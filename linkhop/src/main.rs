use anyhow::{Context, Result};
use clap::{Parser, Subcommand};
use std::sync::Arc;
use tracing::info;

use linkhop_core::{logging, Config, HttpFetcher, ResolutionRequest, Resolver};
use linkhop_hosts::default_registry;

#[derive(Parser, Debug)]
#[command(name = "linkhop")]
#[command(
    about = "Resolve file-hosting and video-hosting pages into playable streams",
    long_about = None
)]
struct Cli {
    /// Configuration file (TOML, YAML or JSON)
    #[arg(long, global = true, env = "LINKHOP_CONFIG")]
    config: Option<String>,

    #[command(subcommand)]
    command: Command,
}

#[derive(Subcommand, Debug)]
enum Command {
    /// Resolve a page URL and print the result as JSON
    Resolve {
        /// Page URL
        url: String,

        /// Referer to send and hand to the player
        #[arg(long)]
        referer: Option<String>,

        /// Per-fetch timeout in milliseconds
        #[arg(long)]
        timeout_ms: Option<u64>,

        /// Sort streams best quality first
        #[arg(long)]
        rank: bool,
    },

    /// List strategies in priority order
    Strategies,
}

#[tokio::main]
async fn main() -> Result<()> {
    let cli = Cli::parse();

    // 1. Load configuration, command-line flags override file and env
    let mut config = Config::load(cli.config.as_deref()).context("Failed to load configuration")?;
    if let Command::Resolve {
        timeout_ms, rank, ..
    } = &cli.command
    {
        if let Some(timeout_ms) = timeout_ms {
            config.resolver.timeout_ms = *timeout_ms;
        }
        if *rank {
            config.resolver.rank_by_quality = true;
        }
    }

    if let Err(errors) = config.validate() {
        for e in &errors {
            eprintln!("Config validation error: {e}");
        }
        return Err(anyhow::anyhow!(
            "Configuration validation failed with {} error(s)",
            errors.len()
        ));
    }

    // 2. Initialize logging
    logging::init_logging(&config.logging)?;

    let registry = default_registry();

    match cli.command {
        Command::Strategies => {
            for (position, name) in registry.names().iter().enumerate() {
                println!("{}. {name}", position + 1);
            }
        }
        Command::Resolve { url, referer, .. } => {
            let fetcher = HttpFetcher::new(&config.resolver)?;
            let resolver = Resolver::new(registry, Arc::new(fetcher), config.resolver);

            let mut request = ResolutionRequest::new(url);
            if let Some(referer) = referer {
                request = request.with_referer(referer);
            }

            info!(url = %request.page_url, "Resolving");
            let resolution = resolver
                .resolve(&request)
                .await
                .with_context(|| format!("Failed to resolve {}", request.page_url))?;
            info!(
                streams = resolution.streams.len(),
                subtitles = resolution.subtitles.len(),
                failures = resolution.failures.len(),
                "Resolution finished"
            );

            println!("{}", serde_json::to_string_pretty(&resolution)?);
        }
    }

    Ok(())
}
// Linkhop Core
//
// Link-resolution pipeline for file-hosting and video-hosting pages.
//
// Flow:
//   ResolutionRequest
//     -> StrategyRegistry::select      (first registered strategy whose domain matches)
//     -> Strategy::fetch_page          (initial fetch, fatal on failure)
//     -> Strategy::extract             (zero or more RawCandidates, classified by SourceFamily)
//     -> ChainFollower::follow         (per-candidate hop, failures isolated)
//     -> StreamNormalizer              (quality, display name, absolute-URL check, dedup)
//     -> ResolutionSink                (streams and subtitles on separate channels)
//
// Concrete strategies live in `linkhop-hosts`.

pub mod chain;
pub mod config;
pub mod context;
pub mod error;
pub mod fetch;
pub mod logging;
pub mod model;
pub mod normalize;
pub mod quality;
pub mod registry;
pub mod resolver;
pub mod strategy;
pub mod text;

pub use config::{Config, LoggingConfig, ResolveConfig};
pub use context::ResolveContext;
pub use error::{FetchError, ResolveError, Result};
pub use fetch::{CannedResponse, FetchRequest, FetchedPage, HttpFetcher, MemoryFetcher, PageFetcher};
pub use model::{
    CandidateFailure, Hop, HopOutcome, RawCandidate, RedirectProbe, Resolution,
    ResolutionRequest, ResolutionSink, ResolvedLink, SourceFamily, StreamDescriptor,
    SubtitleDescriptor,
};
pub use quality::QualityRank;
pub use registry::{StrategyRegistry, StrategyRegistryBuilder};
pub use resolver::Resolver;
pub use strategy::{Extraction, Strategy};
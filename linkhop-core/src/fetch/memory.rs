//! In-memory `PageFetcher` that replays canned responses by URL.
//!
//! Used to resolve captured pages offline and to mock the network in tests.

use std::collections::HashMap;
use std::time::Duration;

use async_trait::async_trait;
use parking_lot::Mutex;

use super::{FetchRequest, FetchedPage, PageFetcher};
use crate::error::FetchError;
use crate::text::absolutize;

const MAX_REPLAY_REDIRECTS: usize = 10;

/// A recorded response
#[derive(Debug, Clone, PartialEq, Eq)]
pub struct CannedResponse {
    pub status: u16,
    pub body: String,
    pub headers: HashMap<String, String>,
    pub delay: Option<Duration>,
}

impl CannedResponse {
    /// 200 with an HTML body
    pub fn html(body: impl Into<String>) -> Self {
        Self {
            status: 200,
            body: body.into(),
            headers: HashMap::new(),
            delay: None,
        }
    }

    /// 302 with a `Location` header
    pub fn redirect(location: impl Into<String>) -> Self {
        Self::status(302).with_header("location", location)
    }

    /// Empty body with the given status
    #[must_use]
    pub fn status(status: u16) -> Self {
        Self {
            status,
            body: String::new(),
            headers: HashMap::new(),
            delay: None,
        }
    }

    #[must_use]
    pub fn with_header(mut self, name: &str, value: impl Into<String>) -> Self {
        self.headers.insert(name.to_ascii_lowercase(), value.into());
        self
    }

    #[must_use]
    pub const fn with_delay(mut self, delay: Duration) -> Self {
        self.delay = Some(delay);
        self
    }

    const fn is_redirect(&self) -> bool {
        self.status >= 300 && self.status < 400
    }
}

/// Replay fetcher keyed by exact URL
#[derive(Debug, Default)]
pub struct MemoryFetcher {
    routes: HashMap<String, CannedResponse>,
    served: Mutex<Vec<FetchRequest>>,
}

impl MemoryFetcher {
    #[must_use]
    pub fn new() -> Self {
        Self::default()
    }

    /// Register a response for a URL
    #[must_use]
    pub fn route(mut self, url: impl Into<String>, response: CannedResponse) -> Self {
        self.routes.insert(url.into(), response);
        self
    }

    /// Requests served so far, in arrival order
    #[must_use]
    pub fn requests(&self) -> Vec<FetchRequest> {
        self.served.lock().clone()
    }

    fn lookup(&self, url: &str) -> Result<&CannedResponse, FetchError> {
        self.routes
            .get(url)
            .ok_or_else(|| FetchError::NotFound(url.to_string()))
    }
}

#[async_trait]
impl PageFetcher for MemoryFetcher {
    async fn fetch(&self, request: &FetchRequest) -> Result<FetchedPage, FetchError> {
        self.served.lock().push(request.clone());

        let mut url = request.url.clone();
        let mut response = self.lookup(&url)?;

        if request.follow_redirects {
            let mut followed = 0;
            while response.is_redirect() {
                let Some(location) = response.headers.get("location") else {
                    break;
                };
                if followed == MAX_REPLAY_REDIRECTS {
                    return Err(FetchError::Network {
                        url: request.url.clone(),
                        message: "too many redirects".to_string(),
                    });
                }
                url = absolutize(&url, location).unwrap_or_else(|| location.clone());
                response = self.lookup(&url)?;
                followed += 1;
            }
        }

        if let Some(delay) = response.delay {
            tokio::time::sleep(delay).await;
        }

        let is_success = (200..300).contains(&response.status);
        let is_probe_answer = !request.follow_redirects && response.is_redirect();
        if !is_success && !is_probe_answer {
            return Err(FetchError::Http {
                status: response.status,
                url: request.url.clone(),
            });
        }

        Ok(FetchedPage {
            body: response.body.clone(),
            headers: response.headers.clone(),
            final_url: url,
            status: response.status,
        })
    }
}
//! scraper helpers shared by the markup strategies

use linkhop_core::text::{absolutize, collapse_whitespace};
use scraper::{ElementRef, Html, Selector};

/// Visible text of an element with whitespace collapsed
pub(crate) fn element_text(element: ElementRef<'_>) -> String {
    collapse_whitespace(&element.text().collect::<String>())
}

/// Text of the first match, if it has any
pub(crate) fn first_text(document: &Html, selector: &Selector) -> Option<String> {
    document
        .select(selector)
        .map(element_text)
        .find(|text| !text.is_empty())
}

/// `href` of the first match, made absolute against `base`
pub(crate) fn first_href(document: &Html, selector: &Selector, base: &str) -> Option<String> {
    document
        .select(selector)
        .filter_map(|element| element.value().attr("href"))
        .find_map(|href| absolutize(base, href))
}
//! GDFlix

use std::sync::LazyLock;

use linkhop_core::text::{absolutize, value_after_label};
use linkhop_core::{
    Extraction, FetchedPage, Hop, HopOutcome, RawCandidate, RedirectProbe, SourceFamily, Strategy,
};
use scraper::{Html, Selector};

use crate::classify::{classify, Classifier};
use crate::markup::{element_text, first_href};
use crate::pixeldrain;

static SEL_ROWS: LazyLock<Selector> =
    LazyLock::new(|| Selector::parse("li.list-group-item").expect("invalid row selector"));
static SEL_BUTTONS: LazyLock<Selector> =
    LazyLock::new(|| Selector::parse("div.text-center a").expect("invalid button selector"));
static SEL_EMBED_LINK: LazyLock<Selector> =
    LazyLock::new(|| Selector::parse("div.card-body a").expect("invalid embed selector"));

static CLASSIFIERS: LazyLock<Vec<Classifier>> = LazyLock::new(|| {
    vec![
        Classifier::text("Direct DL", r"(?i)direct\s*(dl|server)", SourceFamily::DirectFileHost),
        Classifier::text("Cloud Download", r"(?i)cloud\s*download", SourceFamily::DirectFileHost),
        Classifier::text("Instant DL", r"(?i)instant\s*dl", SourceFamily::RedirectProxy)
            .with_hop(Hop::RedirectProbe(RedirectProbe::location().until_param("url"))),
        Classifier::href("PixelDrain", r"(?i)pixeldra", SourceFamily::DirectFileHost)
            .with_rewrite(pixeldrain::download_url),
        Classifier::text("Fast Cloud", r"(?i)fast\s*cloud", SourceFamily::DirectFileHost)
            .with_hop(Hop::EmbedPage),
    ]
});

#[derive(Debug, Default, Clone, Copy)]
pub struct GdFlix;

impl Strategy for GdFlix {
    fn name(&self) -> &'static str {
        "GDFlix"
    }

    fn domains(&self) -> &'static [&'static str] {
        &["gdflix"]
    }

    fn extract(&self, page: &FetchedPage) -> Extraction {
        let document = Html::parse_document(&page.body);

        let mut title = None;
        let mut size = None;
        for row in document.select(&SEL_ROWS) {
            let text = element_text(row);
            if title.is_none() {
                title = value_after_label(&text, "Name");
            }
            if size.is_none() {
                size = value_after_label(&text, "Size");
            }
        }

        let candidates = document
            .select(&SEL_BUTTONS)
            .filter_map(|button| {
                let href = absolutize(&page.final_url, button.value().attr("href")?)?;
                Some(classify(&CLASSIFIERS, &element_text(button), &href))
            })
            .collect();

        Extraction {
            title,
            size,
            candidates,
            ..Extraction::default()
        }
    }

    /// "Fast Cloud" opens an intermediate page whose card holds the file link
    fn extract_embed(&self, page: &FetchedPage, candidate: &RawCandidate) -> HopOutcome {
        let document = Html::parse_document(&page.body);
        first_href(&document, &SEL_EMBED_LINK, &page.final_url)
            .map(|url| HopOutcome::single(url, candidate.label.clone()))
            .unwrap_or_default()
    }
}

#[cfg(test)]
mod tests {
    use super::*;

    const FILE_PAGE: &str = r#"
        <ul>
          <li class="list-group-item">Name : Show.S01E01.720p.mkv</li>
          <li class="list-group-item">size : 850 MB</li>
          <li class="list-group-item">Type : video/x-matroska</li>
        </ul>
        <div class="text-center">
          <a href="https://direct.test/f/1.mkv">DIRECT DL</a>
          <a href="https://cloud.test/f/1.mkv">CLOUD DOWNLOAD [R2]</a>
          <a href="https://instant.test/go/1">Instant DL [10GBPS]</a>
          <a href="https://pixeldrain.com/u/p1">PixelDrain DL</a>
          <a href="/zfile/abc">FAST CLOUD / ZIPDISK</a>
          <a href="https://gofile.test/d/1">GoFile [Mirror]</a>
        </div>"#;

    fn page(body: &str, url: &str) -> FetchedPage {
        FetchedPage {
            body: body.to_string(),
            final_url: url.to_string(),
            status: 200,
            ..FetchedPage::default()
        }
    }

    #[test]
    fn test_label_rows() {
        let extraction = GdFlix.extract(&page(FILE_PAGE, "https://gdflix.test/file/abc"));
        assert_eq!(extraction.title.as_deref(), Some("Show.S01E01.720p.mkv"));
        assert_eq!(extraction.size.as_deref(), Some("850 MB"));
        assert_eq!(extraction.header, None);
    }

    #[test]
    fn test_button_classification() {
        let extraction = GdFlix.extract(&page(FILE_PAGE, "https://gdflix.test/file/abc"));
        let summary: Vec<_> = extraction
            .candidates
            .iter()
            .map(|c| (c.server.as_str(), c.href.as_str(), c.hop))
            .collect();

        assert_eq!(
            summary,
            [
                ("Direct DL", "https://direct.test/f/1.mkv", Hop::Direct),
                ("Cloud Download", "https://cloud.test/f/1.mkv", Hop::Direct),
                (
                    "Instant DL",
                    "https://instant.test/go/1",
                    Hop::RedirectProbe(RedirectProbe::location().until_param("url"))
                ),
                (
                    "PixelDrain",
                    "https://pixeldrain.com/api/file/p1?download",
                    Hop::Direct
                ),
                ("Fast Cloud", "https://gdflix.test/zfile/abc", Hop::EmbedPage),
                ("GoFile [Mirror]", "https://gofile.test/d/1", Hop::Delegate),
            ]
        );
    }

    #[test]
    fn test_fast_cloud_second_page() {
        let candidate = RawCandidate::new(
            "Fast Cloud",
            "FAST CLOUD",
            "https://gdflix.test/zfile/abc",
            SourceFamily::DirectFileHost,
        );
        let second = page(
            r#"<div class="card-body"><a href="https://fast.test/dl/abc.mkv">Download Now</a></div>"#,
            "https://gdflix.test/zfile/abc",
        );
        let outcome = GdFlix.extract_embed(&second, &candidate);
        assert_eq!(outcome.links.len(), 1);
        assert_eq!(outcome.links[0].url, "https://fast.test/dl/abc.mkv");

        let busy = page("<p>busy</p>", "https://gdflix.test/zfile/abc");
        let empty = GdFlix.extract_embed(&busy, &candidate);
        assert!(empty.links.is_empty());
    }
}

• **TASK OBJECTIVE**
Look through the entries. Copy out each line with "Mutex" in it.

• **RESULT OF THIS EXERCISE**
use parking_lot::Mutex;
    served: Mutex<Vec<FetchRequest>>,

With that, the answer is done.